When you think about it, marriage today can be separated into two parts; a civil union blessed by the state, and a religious union, blessed by the various religions. For example, you can get married in a church without a marriage license. The marriage is valid within your sect, but will not be recognized by any government. Legally; you aren't married, and are not able to enjoy the legal rights of being married.

Or you can be issued a marriage license, and have a justice of the peace perform the ceremony. Legally you are married, but, depending on your religious beliefs, you are not married in the eyes of God, and can not enjoy the religious benefits of being married.

75% of folks do both. They have a marriage license issued and then have a church wedding. A smaller percentage opt for a civil union, and an even smaller percentage opt for only the religious ceremony.

What do the gays want? A civil union, blessed by the state, or a religious marriage, blessed by God? Some religions already allow same sex marriage, and their clergy have performed many of these rites. There are also some states that allow same sex marriage- none that have put the proposal to a popular vote, by the way- but a few do. So if the gay couple live in the right state, and belong to the right religion, they have both ceremonies performed.

And that is the choice of their state and their religion.

But should that choice to ban or support same sex marriage be taken from me and my religion? That is, I think, the key question, and one that hits on my libertarian stand.

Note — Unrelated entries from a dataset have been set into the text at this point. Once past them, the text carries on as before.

impl AttrOptimizer {
    /// Snapshot the attribute capabilities of a loaded entry.
    pub fn new(db: &TermDb) -> Self {
        let lit = |cap| db.string(cap).map(|s| s.as_bytes().to_vec());
        let enter_cap = |cap: StringCap, fallback: Option<&[u8]>| {
            lit(cap).or_else(|| fallback.map(<[u8]>::to_vec))
        };

        let mut enter = Vec::new();
        let mut push_enter = |flag, cap, fallback: Option<&[u8]>| {
            if let Some(seq) = enter_cap(cap, fallback) {
                enter.push((flag, seq));
            }
        };
        push_enter(StyleFlags::BOLD, StringCap::EnterBoldMode, Some(b"\x1b[1m"));
        push_enter(StyleFlags::DIM, StringCap::EnterDimMode, Some(b"\x1b[2m"));
        push_enter(
            StyleFlags::ITALIC,
            StringCap::EnterItalicsMode,
            Some(b"\x1b[3m"),
        );
        push_enter(
            StyleFlags::UNDERLINE,
            StringCap::EnterUnderlineMode,
            Some(b"\x1b[4m"),
        );
        push_enter(StyleFlags::DBL_UNDERLINE, StringCap::EnterUnderlineMode, None);
        push_enter(
            StyleFlags::BLINK,
            StringCap::EnterBlinkMode,
            Some(b"\x1b[5m"),
        );
        push_enter(
            StyleFlags::REVERSE,
            StringCap::EnterReverseMode,
            Some(b"\x1b[7m"),
        );
        push_enter(
            StyleFlags::STANDOUT,
            StringCap::EnterStandoutMode,
            Some(b"\x1b[7m"),
        );
        push_enter(
            StyleFlags::INVISIBLE,
            StringCap::EnterSecureMode,
            Some(b"\x1b[8m"),
        );
        push_enter(StyleFlags::PROTECT, StringCap::EnterProtectedMode, None);
        push_enter(StyleFlags::ALT_CHARSET, StringCap::EnterAltCharsetMode, None);
        drop(push_enter);
        // crossed-out has no classic capability slot; hard ANSI only
        enter.push((StyleFlags::CROSSED_OUT, b"\x1b[9m".to_vec()));

        let mut exit = Vec::new();
        let mut push_exit = |flag, cap: Option<StringCap>, fallback: Option<&[u8]>| {
            let seq = cap.and_then(lit).or_else(|| fallback.map(<[u8]>::to_vec));
            if let Some(seq) = seq {
                exit.push((flag, seq));
            }
        };
        push_exit(StyleFlags::STANDOUT, Some(StringCap::ExitStandoutMode), None);
        push_exit(StyleFlags::UNDERLINE, Some(StringCap::ExitUnderlineMode), None);
        push_exit(
            StyleFlags::DBL_UNDERLINE,
            Some(StringCap::ExitUnderlineMode),
            Some(b"\x1b[24m"),
        );
        push_exit(
            StyleFlags::ITALIC,
            Some(StringCap::ExitItalicsMode),
            Some(b"\x1b[23m"),
        );
        push_exit(StyleFlags::CROSSED_OUT, None, Some(b"\x1b[29m"));
        push_exit(StyleFlags::ALT_CHARSET, Some(StringCap::ExitAltCharsetMode), None);

        Self {
            sgr0: lit(StringCap::ExitAttributeMode).unwrap_or_else(|| FALLBACK_SGR0.to_vec()),
            sgr: db.string(StringCap::SetAttributes).map(str::to_owned),
            orig_pair: lit(StringCap::OrigPair).unwrap_or_else(|| FALLBACK_ORIG_PAIR.to_vec()),
            setaf: db.string(StringCap::SetAForeground).map(str::to_owned),
            setab: db.string(StringCap::SetABackground).map(str::to_owned),
            enter,
            exit,
            max_colors: db.number(NumCap::MaxColors).unwrap_or(8),
        }
    }

    /// Colors the optimizer will emit without clamping.
    pub fn max_colors(&self) -> i32 {
        self.max_colors
    }

    /// The full attribute reset, for teardown.
    pub fn reset_sequence(&self) -> &[u8] {
        &self.sgr0
    }

    /// The sequence taking the terminal from state `from` to state `to`.
    ///
    /// Only attributes and colors matter; the cells' characters are
    /// ignored. `transition(a, a)` is empty.
    pub fn transition(&self, from: &Cell, to: &Cell) -> Vec<u8> {
        if from.attrs == to.attrs && from.fg == to.fg && from.bg == to.bg {
            return Vec::new();
        }

        // individual exits when every dropped flag has one, the reset
        // path otherwise; the combined form only when it is shorter
        let chosen = self
            .incremental(from, to)
            .unwrap_or_else(|| self.rebuild(to));
        if let Some(combined) = self.combined(to) {
            if combined.len() < chosen.len() {
                return combined;
            }
        }
        chosen
    }

    /// Exit dropped flags individually, enter added ones, adjust colors.
    /// `None` when some dropped flag has no individual exit.
    fn incremental(&self, from: &Cell, to: &Cell) -> Option<Vec<u8>> {
        let removed = from.attrs - to.attrs;
        let added = to.attrs - from.attrs;
        let mut out = Vec::new();
        for flag in removed.iter() {
            let seq = self.exit.iter().find(|(f, _)| *f == flag)?;
            out.extend_from_slice(&seq.1);
        }
        self.emit_enters(&mut out, added);
        self.emit_colors(&mut out, (from.fg, from.bg), (to.fg, to.bg));
        Some(out)
    }

    /// The sequence establishing state `to` from an unknown terminal
    /// state: a full reset, then every flag and color of the target.
    pub fn establish(&self, to: &Cell) -> Vec<u8> {
        self.rebuild(to)
    }

    /// `sgr0`, then every target flag and both target colors.
    fn rebuild(&self, to: &Cell) -> Vec<u8> {
        let mut out = self.sgr0.clone();
        self.emit_enters(&mut out, to.attrs);
        self.emit_colors(&mut out, (DEFAULT_COLOR, DEFAULT_COLOR), (to.fg, to.bg));
        out
    }

    /// The nine-parameter `sgr` form plus whatever it cannot express.
    fn combined(&self, to: &Cell) -> Option<Vec<u8>> {
        let fmt = self.sgr.as_ref()?;
        let a = to.attrs;
        let p = |f: StyleFlags| i32::from(a.intersects(f));
        let params = [
            p(StyleFlags::STANDOUT),
            p(StyleFlags::UNDERLINE | StyleFlags::DBL_UNDERLINE),
            p(StyleFlags::REVERSE),
            p(StyleFlags::BLINK),
            p(StyleFlags::DIM),
            p(StyleFlags::BOLD),
            p(StyleFlags::INVISIBLE),
            p(StyleFlags::PROTECT),
            p(StyleFlags::ALT_CHARSET),
        ];
        let mut out = params::expand(fmt, &params).ok()?;
        // sgr has no slots for these
        self.emit_enters(
            &mut out,
            a & (StyleFlags::ITALIC | StyleFlags::CROSSED_OUT | StyleFlags::PC_CHARSET),
        );
        self.emit_colors(&mut out, (DEFAULT_COLOR, DEFAULT_COLOR), (to.fg, to.bg));
        Some(out)
    }

    /// Append enter sequences for every set flag that has one. Flags with
    /// no capability and no fallback are silently unsupported.
    fn emit_enters(&self, out: &mut Vec<u8>, flags: StyleFlags) {
        for (flag, seq) in &self.enter {
            if flags.contains(*flag) {
                out.extend_from_slice(seq);
            }
        }
    }

    /// Append the color changes taking `(fg, bg)` from `from` to `to`.
    fn emit_colors(&self, out: &mut Vec<u8>, from: (u8, u8), to: (u8, u8)) {
        if from == to {
            return;
        }
        let dropping_fg = to.0 == DEFAULT_COLOR && from.0 != DEFAULT_COLOR;
        let dropping_bg = to.1 == DEFAULT_COLOR && from.1 != DEFAULT_COLOR;
        if dropping_fg || dropping_bg {
            // orig-pair resets both; re-establish the one still colored
            out.extend_from_slice(&self.orig_pair);
            if to.0 != DEFAULT_COLOR {
                self.emit_fg(out, to.0);
            }
            if to.1 != DEFAULT_COLOR {
                self.emit_bg(out, to.1);
            }
            return;
        }
        if to.0 != from.0 && to.0 != DEFAULT_COLOR {
            self.emit_fg(out, to.0);
        }
        if to.1 != from.1 && to.1 != DEFAULT_COLOR {
            self.emit_bg(out, to.1);
        }
    }

    fn emit_fg(&self, out: &mut Vec<u8>, logical: u8) {
        let idx = i32::from(ansi_color_index(self.clamp(logical)));
        if let Some(fmt) = &self.setaf {
            if let Ok(seq) = params::expand(fmt, &[idx]) {
                out.extend_from_slice(&seq);
                return;
            }
        }
        out.extend_from_slice(&hard_color(idx, false));
    }

    fn emit_bg(&self, out: &mut Vec<u8>, logical: u8) {
        let idx = i32::from(ansi_color_index(self.clamp(logical)));
        if let Some(fmt) = &self.setab {
            if let Ok(seq) = params::expand(fmt, &[idx]) {
                out.extend_from_slice(&seq);
                return;
            }
        }
        out.extend_from_slice(&hard_color(idx, true));
    }

    /// Fold palette indices the terminal cannot show into its range.
    fn clamp(&self, logical: u8) -> u8 {
        if i32::from(logical) < self.max_colors {
            logical
        } else if self.max_colors >= 16 {
            logical % 16
        } else {
            logical & 0x07
        }
    }
}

There is some talk that the state should just get out of the marriage business altogether. I disagree. Stable family relationships are the basis for a strong state and strong economy. The state has a distinct interest in promoting and fomenting strong families, and therefore has an interest in marriage. Some of the programs that the state uses to promote marriage and families may or may not be discriminatory, but lets face it, they are an advantage to the majority in this country who have a traditional marriage of Mom, Dad and kids.

It is that family unit that has created a strong social community for the last thousand years, and is worth protecting. The state has valid reasons for promoting and protecting families, and should stay in the marriage business.

So, now we are back to the initial question; what do the gays want? The sob stories we hear all involve the civil part of marriage; rights in hospitals, rights in probate court, rights to adopt children. It would be perfectly possible to solve each of these issues with legal documents that would allow the partners to work through these issues that would not involve the state at all.

There are some issues, like tax filings, that would require a state or federal recognition that the partners were a couple. But how many people will these rule changes affect? Even if it is a million, that is less than a third of a percent in a county of 360 million people. How much upsetting of the apple cart do we want to do for such a smaller percentage of the population? Particularly if there is a large percentage of the population against same sex marriage on religious grounds?

If my religious beliefs preclude me from accepting homosexuality and same sex marriage, can the state force me to accept and support same sex marriage through law?

So, here is the bottom line. In a country of 360 million people we have a million tops who want to marry their same sex partner. We have 190 million who believe that the partners are living in sin, and their coupling shouldn't be.

So what are we denying the same sex couple? We are only denying them the right to have their union recognized by the state.We aren't jailing them, or confining them to a ghetto, or denying them life, liberty or the pursuit of happiness.

We are also maintaining a 'Bright Line', where marriage is a union reserved for a man and a woman. Once that line is moved to include two men or two women, where can the line not be moved to include?